EGFR Ligands Differentially Stabilize Receptor Dimers to Specify Signaling Kinetics

Highlights
•Different EGFR ligands stabilize receptor dimers with distinct structures
•Epiregulin and epigen induce weaker and more short-lived EGFR dimers than EGF
•Weakened dimerization causes sustained EGFR signaling
•Epiregulin and epigen can induce cell differentiation through EGFR

Epidermal growth factor receptor (EGFR) regulates many crucial cellular programs, with seven different activating ligands shaping cell signaling in distinct ways.
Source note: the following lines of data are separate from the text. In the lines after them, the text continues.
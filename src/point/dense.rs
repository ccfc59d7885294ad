use super::{Centroid, Point, SparsePoint};
use crate::utils::{squared_euclidean, sum_of_squares};
use ndarray::{Array1, ArrayView1, ArrayViewMut1};

/// A point with all D coordinates stored.
#[derive(Clone, Debug)]
pub struct DensePoint {
    coords: Array1<f64>,
    sum_of_squares: f64,
    cluster: Option<usize>,
}

impl DensePoint {
    pub fn new(coords: Vec<f64>) -> Self {
        Self::from_array(Array1::from_vec(coords))
    }

    pub fn from_array(coords: Array1<f64>) -> Self {
        let sum_of_squares = sum_of_squares(coords.view());
        DensePoint {
            coords,
            sum_of_squares,
            cluster: None,
        }
    }

    pub fn coords(&self) -> ArrayView1<'_, f64> {
        self.coords.view()
    }

    pub fn dimensions(&self) -> usize {
        self.coords.len()
    }

    /// Mutable access to the coordinates. The sum-of-squares cache is stale
    /// afterwards until `update_sum_of_squares` runs.
    pub fn coords_mut(&mut self) -> ArrayViewMut1<'_, f64> {
        self.coords.view_mut()
    }
}

impl Point for DensePoint {
    const NEEDS_CENTROID_NORMS: bool = false;

    fn cluster(&self) -> Option<usize> {
        self.cluster
    }

    fn set_cluster(&mut self, cluster: Option<usize>) {
        self.cluster = cluster;
    }

    #[inline]
    fn squared_distance(&self, centroid: &Centroid<'_>) -> f64 {
        squared_euclidean(self.coords.view(), centroid.coords)
    }

    fn accumulate_into(&self, mut sums: ArrayViewMut1<'_, f64>) {
        sums += &self.coords;
    }

    fn write_into(&self, mut coords: ArrayViewMut1<'_, f64>) {
        coords.assign(&self.coords);
    }

    fn equals_point(&self, coords: ArrayView1<'_, f64>) -> bool {
        self.coords.len() == coords.len()
            && self.coords.iter().zip(coords.iter()).all(|(a, b)| a == b)
    }

    fn clear(&mut self) {
        self.coords.fill(0.0);
        self.sum_of_squares = 0.0;
    }

    fn update_sum_of_squares(&mut self) {
        self.sum_of_squares = sum_of_squares(self.coords.view());
    }

    fn sum_of_squares(&self) -> f64 {
        self.sum_of_squares
    }

    fn required_dimensions(&self) -> usize {
        self.coords.len()
    }

    fn fits(&self, dimensions: usize) -> bool {
        self.coords.len() == dimensions
    }
}

impl PartialEq for DensePoint {
    fn eq(&self, other: &DensePoint) -> bool {
        self.equals_point(other.coords())
    }
}

impl PartialEq<SparsePoint> for DensePoint {
    fn eq(&self, other: &SparsePoint) -> bool {
        other.equals_point(self.coords())
    }
}

#[cfg(test)]
mod tests {
    use super::*;
    use ndarray::array;

    #[test]
    fn distance_is_sum_of_squared_differences() {
        let p = DensePoint::new(vec![1.0, 2.0, 3.0]);
        let c = array![0.0, 0.0, 1.0];
        let centroid = Centroid {
            coords: c.view(),
            sum_of_squares: 0.0,
        };
        assert_eq!(p.squared_distance(&centroid), 1.0 + 4.0 + 4.0);
    }

    #[test]
    fn accumulate_adds_every_coordinate() {
        let p = DensePoint::new(vec![1.0, -2.0]);
        let mut sums = array![10.0, 10.0];
        p.accumulate_into(sums.view_mut());
        p.accumulate_into(sums.view_mut());
        assert_eq!(sums, array![12.0, 6.0]);
    }

    #[test]
    fn sum_of_squares_cache_follows_updates() {
        let mut p = DensePoint::new(vec![3.0, 4.0]);
        assert_eq!(p.sum_of_squares(), 25.0);
        p.coords_mut()[0] = 0.0;
        assert_eq!(p.sum_of_squares(), 25.0);
        p.update_sum_of_squares();
        assert_eq!(p.sum_of_squares(), 16.0);
        p.clear();
        assert_eq!(p.coords(), array![0.0, 0.0].view());
        assert_eq!(p.sum_of_squares(), 0.0);
    }

    #[test]
    fn starts_unassigned() {
        let mut p = DensePoint::new(vec![1.0]);
        assert_eq!(p.cluster(), None);
        p.set_cluster(Some(3));
        assert_eq!(p.cluster(), Some(3));
    }

    #[test]
    fn fits_only_its_own_dimension() {
        let p = DensePoint::new(vec![1.0, 2.0]);
        assert!(p.fits(2));
        assert!(!p.fits(3));
    }
}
Using crystallography and other approaches, we show how the EGFR ligands epiregulin (EREG) and epigen (EPGN) stabilize different dimeric conformations of the EGFR extracellular region. As a consequence, EREG or EPGN induce less stable EGFR dimers than EGF—making them partial agonists of EGFR dimerization. Unexpectedly, this weakened dimerization elicits more sustained EGFR signaling than seen with EGF, provoking responses in breast cancer cells associated with differentiation rather than proliferation. Our results reveal how responses to different EGFR ligands are defined by receptor dimerization strength and signaling dynamics. These findings have broad implications for understanding receptor tyrosine kinase (RTK) signaling specificity. Our results also suggest parallels between partial and/or biased agonism in RTKs and G-protein-coupled receptors, as well as new therapeutic opportunities for correcting RTK signaling output.